His family's political and economic status meant that Lloreda received a privileged education. After attending the Colegio Berchmans in Cali, he completed most of his primary and secondary studies abroad, first in Switzerland at the École nouvelle de la Suisse romande; then in the United States at the Nyack School for Boys in Nyack, New York; and the Georgetown Preparatory School in Rockville, Maryland. He returned to Colombia after his graduation and was accepted to the Pontifical Xavierian University, where he graduated in 1965 with a Bachelor of Laws.

==Career==
Lloreda became active in the Conservative party, in which his family had held offices for two generations. In 1968 at the age of 26, he was appointed to a four-year term by the President of Colombia as the 51st Governor of Valle del Cauca, his home province. (Since 1991, governors have been elected by popular vote.)

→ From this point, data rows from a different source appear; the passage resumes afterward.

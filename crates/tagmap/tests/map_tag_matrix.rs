use std::sync::Arc;

use cbor_tagmap::{
    flatten, unflatten, DuplicateKeyPolicy, Malformation, MapCborCodec, MapTagConfig, MAP_TAG,
};
use cbor_tagmap_pack::{
    CborDecoder, CborEncoder, CborError, EncodeHooks, OrderedMap, PackExtension, PackValue,
    TagDecodeHook, TagRegistry,
};

fn int(i: i64) -> PackValue {
    PackValue::Integer(i)
}

fn sample_map() -> OrderedMap {
    let mut map = OrderedMap::new();
    map.insert(int(1), int(2));
    map.insert(int(3), PackValue::Array(vec![int(4), int(5)]));
    map
}

fn codec() -> MapCborCodec {
    MapCborCodec::new(MapTagConfig::new(MAP_TAG)).unwrap()
}

#[test]
fn sample_map_flattens_to_tagged_pairs() {
    let ext = flatten(MAP_TAG, &sample_map());
    assert_eq!(ext.tag, 279);
    assert_eq!(
        ext.into_payload(),
        PackValue::Array(vec![int(1), int(2), int(3), PackValue::Array(vec![int(4), int(5)])])
    );
}

#[test]
fn sample_map_wire_bytes() {
    let mut codec = codec();
    let bytes = codec.encode(&PackValue::Map(sample_map()));
    assert_eq!(hex::encode(&bytes), "d9011784010203820405");
}

#[test]
fn sample_map_decodes_from_wire_bytes() {
    let bytes = hex::decode("d9011784010203820405").unwrap();
    let decoded = codec().decode(&bytes).unwrap();
    assert_eq!(decoded, PackValue::Map(sample_map()));

    let map = codec().decode_map(&bytes).unwrap();
    let entries: Vec<_> = map.into_iter().collect();
    assert_eq!(
        entries,
        vec![(int(1), int(2)), (int(3), PackValue::Array(vec![int(4), int(5)]))]
    );
}

#[test]
fn empty_container_roundtrip() {
    let mut codec = codec();
    let bytes = codec.encode(&PackValue::Map(OrderedMap::new()));
    assert_eq!(hex::encode(&bytes), "d9011780");
    assert_eq!(codec.decode(&bytes).unwrap(), PackValue::Map(OrderedMap::new()));

    let config = MapTagConfig::new(MAP_TAG);
    assert!(unflatten(&config, PackValue::Array(vec![])).unwrap().is_empty());
}

#[test]
fn wire_level_malformed_payloads() {
    let cases = vec![
        // 279(1)
        ("d9011701", "payload is not a sequence (found integer)"),
        // 279({"a": 1})
        ("d90117a1616101", "payload is not a sequence (found object)"),
        // 279({1: 2})
        ("d90117a10102", "payload is not a sequence (found map)"),
        // 279([1])
        ("d901178101", "odd element count 1, cannot pair into key/value"),
        // 279([1, 2, 3])
        ("d9011783010203", "odd element count 3, cannot pair into key/value"),
    ];
    let codec = codec();
    for (hex_str, reason) in cases {
        let bytes = hex::decode(hex_str).unwrap();
        assert_eq!(
            codec.decode(&bytes).unwrap_err(),
            CborError::MalformedTag {
                tag: MAP_TAG,
                reason: reason.to_owned()
            },
            "decoding {hex_str}"
        );
    }
}

#[test]
fn malformed_nested_tag_fails_whole_decode() {
    // [279([1, 2]), 279([3])]
    let bytes = hex::decode("82d90117820102d901178103").unwrap();
    assert!(matches!(
        codec().decode(&bytes),
        Err(CborError::MalformedTag { tag: MAP_TAG, .. })
    ));
}

#[test]
fn item_errors_propagate_unwrapped() {
    // 279([1, <truncated u16>])
    let bytes = hex::decode("d90117820119").unwrap();
    assert_eq!(codec().decode(&bytes), Err(CborError::UnexpectedEnd));
}

#[test]
fn last_write_wins_on_the_wire() {
    // 279(["k", 1, "k", 2])
    let bytes = hex::decode("d9011784616b01616b02").unwrap();
    let map = codec().decode_map(&bytes).unwrap();
    assert_eq!(map.len(), 1);
    assert_eq!(map.get(&PackValue::from("k")), Some(&int(2)));
}

#[test]
fn strict_decoder_rejects_duplicates() {
    let config = MapTagConfig::new(MAP_TAG).with_duplicate_keys(DuplicateKeyPolicy::Reject);
    let codec = MapCborCodec::new(config).unwrap();
    let bytes = hex::decode("d9011784616b01616b02").unwrap();
    assert_eq!(
        codec.decode(&bytes).unwrap_err(),
        CborError::MalformedTag {
            tag: MAP_TAG,
            reason: Malformation::DuplicateKey { index: 1 }.to_string()
        }
    );
}

#[test]
fn entry_limit_bounds_untrusted_input() {
    let config = MapTagConfig::new(MAP_TAG).with_max_entries(1);
    let codec = MapCborCodec::new(config).unwrap();
    let bytes = hex::decode("d9011784010203820405").unwrap();
    assert!(matches!(
        codec.decode(&bytes),
        Err(CborError::MalformedTag { tag: MAP_TAG, .. })
    ));
}

#[test]
fn nested_containers_and_generic_keys() {
    let mut inner = OrderedMap::new();
    inner.insert(PackValue::Bytes(vec![0xca, 0xfe]), PackValue::Bool(true));

    let mut map = OrderedMap::new();
    map.insert(PackValue::from("inner"), PackValue::Map(inner.clone()));
    map.insert(PackValue::Map(inner), PackValue::Null);
    map.insert(PackValue::Array(vec![int(-1)]), PackValue::Float(0.5));

    let mut codec = codec();
    let bytes = codec.encode(&PackValue::Map(map.clone()));
    // The container keeps its tag; the nested one is tagged too.
    assert_eq!(&bytes[..4], &[0xd9, 0x01, 0x17, 0x86]);
    assert_eq!(&bytes[4..11], &[0x65, b'i', b'n', b'n', b'e', b'r', 0xd9]);

    let decoded = codec.decode(&bytes).unwrap();
    assert_eq!(decoded, PackValue::Map(map));
    assert_eq!(codec.encode(&decoded), bytes);
}

#[test]
fn many_container_keys_decode() {
    let entries = 4096;
    let mut map = OrderedMap::new();
    for i in 0..entries {
        let mut key = OrderedMap::new();
        key.insert(int(i), int(0));
        map.insert(PackValue::Map(key), PackValue::Null);
    }
    let mut codec = codec();
    let bytes = codec.encode(&PackValue::Map(map.clone()));
    let decoded = codec.decode_map(&bytes).unwrap();
    assert_eq!(decoded.len(), entries as usize);
    let first = decoded.get_index(0).map(|(k, _)| k.clone());
    assert_eq!(first, map.get_index(0).map(|(k, _)| k.clone()));
    assert_eq!(PackValue::Map(decoded), PackValue::Map(map));
}

#[test]
fn encoder_and_decoder_must_share_the_tag() {
    let mut producer = MapCborCodec::new(MapTagConfig::new(MAP_TAG)).unwrap();
    let consumer = MapCborCodec::new(MapTagConfig::new(280)).unwrap();
    let bytes = producer.encode(&PackValue::Map(sample_map()));
    // The consumer does not know 279 and keeps it as an opaque tag.
    assert_eq!(
        consumer.decode(&bytes).unwrap(),
        PackValue::Extension(PackExtension::new(
            MAP_TAG,
            PackValue::Array(vec![int(1), int(2), int(3), PackValue::Array(vec![int(4), int(5)])])
        ))
    );
}

struct Epoch;

impl TagDecodeHook for Epoch {
    fn decode(&self, payload: PackValue) -> Result<PackValue, CborError> {
        Ok(PackValue::Array(vec![PackValue::from("epoch"), payload]))
    }
}

#[test]
fn coexists_with_other_tag_hooks() {
    let mut tags = TagRegistry::new();
    tags.register(1, Arc::new(Epoch)).unwrap();
    let mut codec =
        MapCborCodec::with_registries(MapTagConfig::new(MAP_TAG), EncodeHooks::new(), tags)
            .unwrap();

    let mut map = OrderedMap::new();
    map.insert(
        PackValue::from("at"),
        PackValue::Extension(PackExtension::new(1, int(0))),
    );
    let bytes = codec.encode(&PackValue::Map(map));

    let mut expected = OrderedMap::new();
    expected.insert(
        PackValue::from("at"),
        PackValue::Array(vec![PackValue::from("epoch"), int(0)]),
    );
    assert_eq!(codec.decode(&bytes).unwrap(), PackValue::Map(expected));
}

#[test]
fn registering_the_tag_twice_is_rejected() {
    let mut tags = TagRegistry::new();
    tags.register(MAP_TAG, Arc::new(Epoch)).unwrap();
    let result = MapCborCodec::with_registries(MapTagConfig::new(MAP_TAG), EncodeHooks::new(), tags);
    assert!(matches!(result, Err(CborError::DuplicateTag(MAP_TAG))));
}

#[test]
fn plain_codec_writes_generic_map() {
    // Without the hook the same container is an ordinary CBOR map.
    let bytes = CborEncoder::new().encode(&PackValue::Map(sample_map()));
    assert_eq!(hex::encode(&bytes), "a2010203820405");
    assert_eq!(
        CborDecoder::new().decode(&bytes).unwrap(),
        PackValue::Map(sample_map())
    );
}
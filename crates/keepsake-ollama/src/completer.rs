// SPDX-FileCopyrightText: 2026 Keepsake Contributors
// SPDX-License-Identifier: MIT OR Apache-2.0

//! Completion engine backed by Ollama's `/api/generate` endpoint.

use std::time::Duration;

use async_trait::async_trait;
use keepsake_core::{CompletionEngine, KeepsakeError, SamplingParams};
use serde::{Deserialize, Serialize};
use tracing::debug;

const GENERATE_TIMEOUT: Duration = Duration::from_secs(120);

#[derive(Serialize)]
struct GenerateOptions<'a> {
    temperature: f32,
    top_p: f32,
    top_k: u32,
    num_predict: u32,
    #[serde(skip_serializing_if = "<[_]>::is_empty")]
    stop: &'a [String],
}

#[derive(Serialize)]
struct GenerateRequest<'a> {
    model: &'a str,
    system: &'a str,
    prompt: &'a str,
    stream: bool,
    options: GenerateOptions<'a>,
}

#[derive(Deserialize)]
struct GenerateResponse {
    #[serde(default)]
    response: String,
}

pub struct OllamaCompleter {
    client: reqwest::Client,
    base_url: String,
    model: String,
}

impl OllamaCompleter {
    pub fn new(base_url: &str, model: &str) -> Self {
        Self {
            client: reqwest::Client::new(),
            base_url: base_url.trim_end_matches('/').to_string(),
            model: model.to_string(),
        }
    }
}

#[async_trait]
impl CompletionEngine for OllamaCompleter {
    async fn complete(
        &self,
        system_prompt: &str,
        user_prompt: &str,
        params: &SamplingParams,
    ) -> Result<String, KeepsakeError> {
        let url = format!("{}/api/generate", self.base_url);
        let response = self
            .client
            .post(&url)
            .json(&GenerateRequest {
                model: &self.model,
                system: system_prompt,
                prompt: user_prompt,
                stream: false,
                options: GenerateOptions {
                    temperature: params.temperature,
                    top_p: params.top_p,
                    top_k: params.top_k,
                    num_predict: params.max_tokens,
                    stop: &params.stop,
                },
            })
            .timeout(GENERATE_TIMEOUT)
            .send()
            .await
            .map_err(|e| KeepsakeError::Inference {
                message: format!("generate request to {url} failed"),
                source: Some(Box::new(e)),
            })?;

        if !response.status().is_success() {
            let status = response.status();
            let body = response.text().await.unwrap_or_default();
            return Err(KeepsakeError::inference(format!(
                "generate request returned {status}: {body}"
            )));
        }

        let parsed: GenerateResponse =
            response.json().await.map_err(|e| KeepsakeError::Inference {
                message: "generate response was not valid JSON".to_string(),
                source: Some(Box::new(e)),
            })?;
        debug!(model = %self.model, chars = parsed.response.len(), "completion finished");
        Ok(parsed.response)
    }

    async fn is_ready(&self) -> bool {
        let url = format!("{}/api/tags", self.base_url);
        match self.client.get(&url).timeout(Duration::from_secs(2)).send().await {
            Ok(resp) => resp.status().is_success(),
            Err(_) => false,
        }
    }
}
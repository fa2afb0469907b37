// SPDX-FileCopyrightText: 2026 Keepsake Contributors
// SPDX-License-Identifier: MIT OR Apache-2.0

//! Reminiscence session selection.
//!
//! Picks which memories to resurface. Scoring favors notes with images,
//! older notes, longer notes, and above all notes that have not been
//! shown recently; notes without a generated recall script are pushed to
//! the back until the script pipeline catches up. The top-scored picks
//! are shuffled before presentation so a session does not always open
//! with the same memory.

use chrono::{DateTime, Utc};
use keepsake_core::parse_iso;
use keepsake_storage::models::NoteDetails;
use keepsake_storage::queries::notes;
use keepsake_storage::Database;
use rand::seq::SliceRandom;
use rand::Rng;
use tracing::warn;

/// Flat bonus for notes carrying at least one image.
const IMAGE_WEIGHT: f32 = 50.0;
/// Per-day bonus for note age; old memories surface more.
const AGE_WEIGHT_PER_DAY: f32 = 0.5;
/// Per-character bonus for content length.
const LENGTH_WEIGHT_PER_CHAR: f32 = 0.01;
/// Per-day bonus since the note was last shown. Dominates the score so
/// rotation wins over every other factor.
const SHOWN_WEIGHT_PER_DAY: f32 = 2.0;
/// Stand-in day count for notes that have never been shown.
const NEVER_SHOWN_DAYS: f32 = 9999.0;
/// Bonus for having a ready recall script.
const SCRIPT_READY_BONUS: f32 = 10.0;
/// Penalty for a missing script; keeps unscripted notes out of sessions
/// unless nothing else is available.
const SCRIPT_MISSING_PENALTY: f32 = -100.0;

fn days_between(earlier: &str, now: DateTime<Utc>) -> f32 {
    match parse_iso(earlier) {
        Some(ts) => ((now - ts).num_seconds().max(0) as f32) / 86_400.0,
        None => 0.0,
    }
}

/// Score one note for session selection.
pub fn score_note(details: &NoteDetails, now: DateTime<Utc>) -> f32 {
    let mut score = 0.0f32;
    if !details.images.is_empty() {
        score += IMAGE_WEIGHT;
    }
    score += AGE_WEIGHT_PER_DAY * days_between(&details.note.created_at, now);
    score += LENGTH_WEIGHT_PER_CHAR * details.note.content.chars().count() as f32;
    score += SHOWN_WEIGHT_PER_DAY
        * match &details.note.last_shown_at {
            Some(ts) => days_between(ts, now),
            None => NEVER_SHOWN_DAYS,
        };
    score += if details.note.recall_script.is_some() {
        SCRIPT_READY_BONUS
    } else {
        SCRIPT_MISSING_PENALTY
    };
    score
}

pub struct ReminiscenceSelector {
    db: Database,
    session_size: usize,
}

impl ReminiscenceSelector {
    pub fn new(db: Database, session_size: usize) -> Self {
        Self { db, session_size }
    }

    /// Pick a session's worth of memories from the whole journal.
    pub async fn select_session(&self, rng: &mut impl Rng) -> Vec<NoteDetails> {
        let pool = match notes::list_note_details(&self.db).await {
            Ok(pool) => pool,
            Err(e) => {
                warn!(error = %e, "failed to load reminiscence candidates");
                return Vec::new();
            }
        };
        select_from_pool(pool, self.session_size, rng)
    }

    /// Record that the given notes were just shown.
    ///
    /// Individual failures are logged and skipped; a missed timestamp
    /// only means the note rotates back a little sooner.
    pub async fn mark_shown(&self, note_ids: &[i64]) {
        for &id in note_ids {
            if let Err(e) = notes::touch_last_shown(&self.db, id).await {
                warn!(note_id = id, error = %e, "failed to record last-shown timestamp");
            }
        }
    }
}

/// Rank the pool by score, keep the top `count`, and shuffle them.
pub fn select_from_pool(
    mut pool: Vec<NoteDetails>,
    count: usize,
    rng: &mut impl Rng,
) -> Vec<NoteDetails> {
    let now = Utc::now();
    if pool.len() > count {
        pool.sort_by(|a, b| {
            score_note(b, now)
                .partial_cmp(&score_note(a, now))
                .unwrap_or(std::cmp::Ordering::Equal)
        });
        pool.truncate(count);
    }
    pool.shuffle(rng);
    pool
}
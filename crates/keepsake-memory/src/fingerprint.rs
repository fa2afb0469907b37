// SPDX-FileCopyrightText: 2026 Keepsake Contributors
// SPDX-License-Identifier: MIT OR Apache-2.0

//! Content fingerprints for change detection.
//!
//! The embedding pipeline hashes the exact text it would embed and
//! compares against the stored record; an identical hash means zero
//! inference calls and zero writes for that pass.

use keepsake_storage::models::NoteDetails;
use sha2::{Digest, Sha256};

/// SHA-256 of the input, hex-encoded lowercase.
pub fn fingerprint(text: &str) -> String {
    let mut hasher = Sha256::new();
    hasher.update(text.as_bytes());
    hex::encode(hasher.finalize())
}

/// Compose the canonical embeddable text for a note.
///
/// Tags lead so short notes still carry their topical signal; the tag
/// line is omitted entirely when the note has no tags.
pub fn compose_note_text(details: &NoteDetails) -> String {
    let mut text = String::new();
    if !details.tags.is_empty() {
        text.push_str("Tags: ");
        text.push_str(&details.tags.join(", "));
        text.push_str("\n\n");
    }
    text.push_str(&details.note.title);
    text.push_str("\n\n");
    text.push_str(&details.note.content);
    text
}

#[cfg(test)]
mod tests {
    use super::*;
    use keepsake_storage::models::{Note, NoteDetails};

    fn details(title: &str, content: &str, tags: &[&str]) -> NoteDetails {
        NoteDetails {
            note: Note {
                id: 1,
                title: title.to_string(),
                content: content.to_string(),
                audio_ref: None,
                recall_script: None,
                last_shown_at: None,
                created_at: "2026-01-01T00:00:00.000Z".to_string(),
                updated_at: "2026-01-01T00:00:00.000Z".to_string(),
            },
            tags: tags.iter().map(|t| t.to_string()).collect(),
            images: vec![],
        }
    }

    #[test]
    fn fingerprint_is_stable_and_content_sensitive() {
        let a = fingerprint("hello");
        assert_eq!(a, fingerprint("hello"));
        assert_ne!(a, fingerprint("hello "));
        assert_eq!(a.len(), 64);
    }

    #[test]
    fn composed_text_includes_tags_when_present() {
        let text = compose_note_text(&details("Title", "Body", &["a", "b"]));
        assert_eq!(text, "Tags: a, b\n\nTitle\n\nBody");
    }

    #[test]
    fn composed_text_omits_tag_line_when_empty() {
        let text = compose_note_text(&details("Title", "Body", &[]));
        assert_eq!(text, "Title\n\nBody");
    }

    #[test]
    fn tag_changes_alter_the_fingerprint() {
        let with = fingerprint(&compose_note_text(&details("T", "C", &["x"])));
        let without = fingerprint(&compose_note_text(&details("T", "C", &[])));
        assert_ne!(with, without);
    }
}
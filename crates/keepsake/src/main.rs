// SPDX-FileCopyrightText: 2026 Keepsake Contributors
// SPDX-License-Identifier: MIT OR Apache-2.0

//! Keepsake - a personal memory journal with semantic recall.
//!
//! Binary entry point. Each invocation runs one command against the
//! journal database; embedding and script generation run inline before
//! exit rather than behind the debounce, since the process is
//! short-lived.

use std::process::ExitCode;
use std::sync::Arc;

use clap::{Parser, Subcommand};
use keepsake_memory::service::MemoryOptions;
use keepsake_memory::{ModelGateway, MemoryService};
use keepsake_ollama::{OllamaCompleter, OllamaEmbedder};
use keepsake_storage::models::NewNote;
use keepsake_storage::queries::{images, notes, stats};
use keepsake_storage::Database;
use tracing_subscriber::EnvFilter;

/// Keepsake - a personal memory journal with semantic recall.
#[derive(Parser, Debug)]
#[command(name = "keepsake", version, about, long_about = None)]
struct Cli {
    #[command(subcommand)]
    command: Option<Commands>,
}

/// Available subcommands.
#[derive(Subcommand, Debug)]
enum Commands {
    /// Add a new journal note.
    Add {
        title: String,
        content: String,
        /// Tags for the note (repeatable).
        #[arg(short, long)]
        tag: Vec<String>,
        /// Reference to an attached audio recording.
        #[arg(long)]
        audio: Option<String>,
        /// Attach an image as uri=caption (repeatable).
        #[arg(long)]
        image: Vec<String>,
    },
    /// Replace a note's title, content, and tags.
    Edit {
        id: i64,
        title: String,
        content: String,
        #[arg(short, long)]
        tag: Vec<String>,
        #[arg(long)]
        audio: Option<String>,
    },
    /// Show one note with its tags, images, and recall script.
    Show { id: i64 },
    /// List recent notes.
    List {
        #[arg(short = 'n', long, default_value_t = 20)]
        limit: usize,
    },
    /// Exact substring search over titles and content.
    Find { needle: String },
    /// Semantic search over the journal.
    Search { query: String },
    /// Delete a note and everything attached to it.
    Delete { id: i64 },
    /// Present a reminiscence session.
    Reminisce,
    /// Show journal counters and backend readiness.
    Status,
}

#[tokio::main]
async fn main() -> ExitCode {
    let cli = Cli::parse();

    let config = match keepsake_config::load_and_validate() {
        Ok(config) => config,
        Err(errors) => {
            keepsake_config::render_errors(&errors);
            return ExitCode::FAILURE;
        }
    };

    // RUST_LOG wins; the configured level is the fallback.
    let fallback = format!("keepsake={},warn", config.journal.log_level);
    tracing_subscriber::fmt()
        .with_env_filter(
            EnvFilter::try_from_default_env().unwrap_or_else(|_| EnvFilter::new(fallback)),
        )
        .with_writer(std::io::stderr)
        .init();

    let db_path = std::path::Path::new(&config.storage.database_path);
    let db = match Database::open(db_path, config.storage.wal_mode).await {
        Ok(db) => db,
        Err(e) => {
            eprintln!("keepsake: failed to open database: {e}");
            return ExitCode::FAILURE;
        }
    };

    let gateway = Arc::new(ModelGateway::new(
        Arc::new(OllamaEmbedder::new(
            &config.models.base_url,
            &config.models.embedding_model,
        )),
        Arc::new(OllamaCompleter::new(
            &config.models.base_url,
            &config.models.narration_model,
        )),
    ));
    let service = MemoryService::new(
        db.clone(),
        Arc::clone(&gateway),
        MemoryOptions {
            embedding_dim: config.models.embedding_dim,
            similarity_floor: config.memory.similarity_floor,
            relative_threshold: config.memory.relative_threshold,
            top_k: config.memory.top_k,
            debounce_delay: std::time::Duration::from_millis(config.memory.debounce_delay_ms),
            session_size: config.reminiscence.session_size,
            script_temperature: config.reminiscence.script_temperature,
            script_max_tokens: config.reminiscence.script_max_tokens,
        },
    );

    let result = match cli.command {
        Some(command) => run_command(command, &db, &service, &gateway).await,
        None => {
            println!("keepsake: use --help for available commands");
            Ok(())
        }
    };

    match result {
        Ok(()) => ExitCode::SUCCESS,
        Err(e) => {
            eprintln!("keepsake: {e}");
            ExitCode::FAILURE
        }
    }
}

async fn run_command(
    command: Commands,
    db: &Database,
    service: &MemoryService,
    gateway: &ModelGateway,
) -> Result<(), keepsake_core::KeepsakeError> {
    match command {
        Commands::Add {
            title,
            content,
            tag,
            audio,
            image,
        } => {
            let id = notes::create_note(
                db,
                &NewNote {
                    title,
                    content,
                    audio_ref: audio,
                    tags: tag,
                },
            )
            .await?;
            for attachment in &image {
                let (uri, caption) =
                    attachment.split_once('=').unwrap_or((attachment.as_str(), ""));
                images::add_image(db, id, uri, caption).await?;
            }
            let outcomes = service.process_now(id).await;
            tracing::debug!(note_id = id, ?outcomes, "inline embedding pass");
            println!("saved note {id}");
            Ok(())
        }
        Commands::Edit {
            id,
            title,
            content,
            tag,
            audio,
        } => {
            notes::update_note(
                db,
                id,
                &NewNote {
                    title,
                    content,
                    audio_ref: audio,
                    tags: tag,
                },
            )
            .await?;
            let outcomes = service.process_now(id).await;
            tracing::debug!(note_id = id, ?outcomes, "inline embedding pass");
            println!("updated note {id}");
            Ok(())
        }
        Commands::Show { id } => {
            let details = notes::get_note_details(db, id)
                .await?
                .ok_or(keepsake_core::KeepsakeError::NotFound { entity: "note", id })?;
            println!("#{} {}", details.note.id, details.note.title);
            println!("  created: {}", details.note.created_at);
            if !details.tags.is_empty() {
                println!("  tags: {}", details.tags.join(", "));
            }
            if let Some(audio) = &details.note.audio_ref {
                println!("  audio: {audio}");
            }
            for image in &details.images {
                println!("  image: {} ({})", image.uri, image.description);
            }
            println!("\n{}", details.note.content);
            if let Some(script) = &details.note.recall_script {
                println!("\nrecall script:\n{script}");
            }
            Ok(())
        }
        Commands::List { limit } => {
            for note in notes::list_notes(db, limit).await? {
                println!("#{} {} ({})", note.id, note.title, note.created_at);
            }
            Ok(())
        }
        Commands::Find { needle } => {
            for note in notes::search_notes_like(db, &needle, 50).await? {
                println!("#{} {}", note.id, note.title);
            }
            Ok(())
        }
        Commands::Search { query } => {
            let matches = service.retrieve(&query).await;
            if matches.is_empty() {
                println!("no matching memories");
            }
            for hit in matches {
                println!(
                    "#{} {} (similarity {:.2}, matched {})",
                    hit.note_id,
                    hit.title,
                    hit.score,
                    match hit.matched {
                        keepsake_memory::MatchKind::Text => "text",
                        keepsake_memory::MatchKind::Image => "an image caption",
                    }
                );
            }
            Ok(())
        }
        Commands::Delete { id } => {
            if notes::delete_note(db, id).await? {
                println!("deleted note {id}");
            } else {
                println!("note {id} not found");
            }
            Ok(())
        }
        Commands::Reminisce => {
            let mut rng = rand::thread_rng();
            let session = service.reminisce(&mut rng).await;
            if session.is_empty() {
                println!("nothing to reminisce about yet");
            }
            for details in session {
                println!("== {} ==", details.note.title);
                match &details.note.recall_script {
                    Some(script) => println!("{script}"),
                    None => println!("{}", details.note.content),
                }
                for image in &details.images {
                    println!("  [photo] {}", image.uri);
                }
                println!();
            }
            Ok(())
        }
        Commands::Status => {
            let stats = stats::journal_stats(db).await?;
            println!("notes: {}", stats.notes);
            println!("images: {}", stats.images);
            println!(
                "note embeddings: {} completed, {} failed",
                stats.note_embeddings_completed, stats.note_embeddings_failed
            );
            println!(
                "caption embeddings: {} completed, {} failed",
                stats.image_embeddings_completed, stats.image_embeddings_failed
            );
            println!("recall scripts ready: {}", stats.scripts_ready);
            println!(
                "embedding backend: {}",
                if gateway.embedder_ready().await { "ready" } else { "unreachable" }
            );
            println!(
                "narration backend: {}",
                if gateway.completer_ready().await { "ready" } else { "unreachable" }
            );
            Ok(())
        }
    }
}
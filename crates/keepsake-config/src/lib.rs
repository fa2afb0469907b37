// SPDX-FileCopyrightText: 2026 Keepsake Contributors
// SPDX-License-Identifier: MIT OR Apache-2.0

//! Configuration system for the Keepsake memory journal.
//!
//! Provides TOML configuration parsing with strict validation
//! (`deny_unknown_fields`), XDG file hierarchy lookup, environment variable
//! overrides, and miette-rendered diagnostic errors.

pub mod diagnostic;
pub mod loader;
pub mod model;
pub mod validation;

pub use diagnostic::{render_errors, ConfigError};
pub use loader::{load_config, load_config_from_path, load_config_from_str};
pub use model::KeepsakeConfig;

/// Load configuration from the XDG hierarchy and validate it.
///
/// Returns either a valid `KeepsakeConfig` or the list of diagnostic errors.
pub fn load_and_validate() -> Result<KeepsakeConfig, Vec<ConfigError>> {
    match loader::load_config() {
        Ok(config) => {
            validation::validate_config(&config)?;
            Ok(config)
        }
        Err(err) => Err(diagnostic::figment_to_config_errors(err)),
    }
}

/// Load configuration from a TOML string and validate it.
///
/// Useful for testing and explicit configuration.
pub fn load_and_validate_str(toml_content: &str) -> Result<KeepsakeConfig, Vec<ConfigError>> {
    match loader::load_config_from_str(toml_content) {
        Ok(config) => {
            validation::validate_config(&config)?;
            Ok(config)
        }
        Err(err) => Err(diagnostic::figment_to_config_errors(err)),
    }
}
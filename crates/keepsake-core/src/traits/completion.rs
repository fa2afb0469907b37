// SPDX-FileCopyrightText: 2026 Keepsake Contributors
// SPDX-License-Identifier: MIT OR Apache-2.0

//! Text-completion capability trait.

use async_trait::async_trait;

use crate::error::KeepsakeError;
use crate::types::SamplingParams;

/// A model capability that generates text from a prompt.
///
/// Keepsake uses this for recall-script generation. The underlying model
/// context is not safe for overlapping calls; callers go through the
/// `ModelGateway`, which serializes access per context.
#[async_trait]
pub trait CompletionEngine: Send + Sync {
    /// Generate a completion for the given system and user prompts.
    async fn complete(
        &self,
        system_prompt: &str,
        user_prompt: &str,
        params: &SamplingParams,
    ) -> Result<String, KeepsakeError>;

    /// Whether the engine is loaded and able to serve requests.
    async fn is_ready(&self) -> bool;
}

He also served in other appointed positions: as the 22nd Permanent Representative of Colombia to the United Nations, Ambassador to the United States (1986), the 63rd Minister of National Education, and as Minister of Foreign Affairs of Colombia. In his last position, he was appointed as the 17th Minister of National Defence, serving under President Andrés Pastrana Arango from 1998 to 1999. Lloreda died of cancer in February 2000.

==Marriage and family==
Lloreda met Aura Lucía Mera Becerra while he was attending the Pontifical Xavierian University, and they married on 5 December 1964 in Bogotá. Together they had four children: twin boys, Rodrigo and Francisco José; María Mercedes, and Aura Lucía. The couple divorced in 1971.

On 12 October 1974 Lloreda married again, to the folk singer María Eugenia Piedrahíta Plata. They have a daughter, María Eugenia.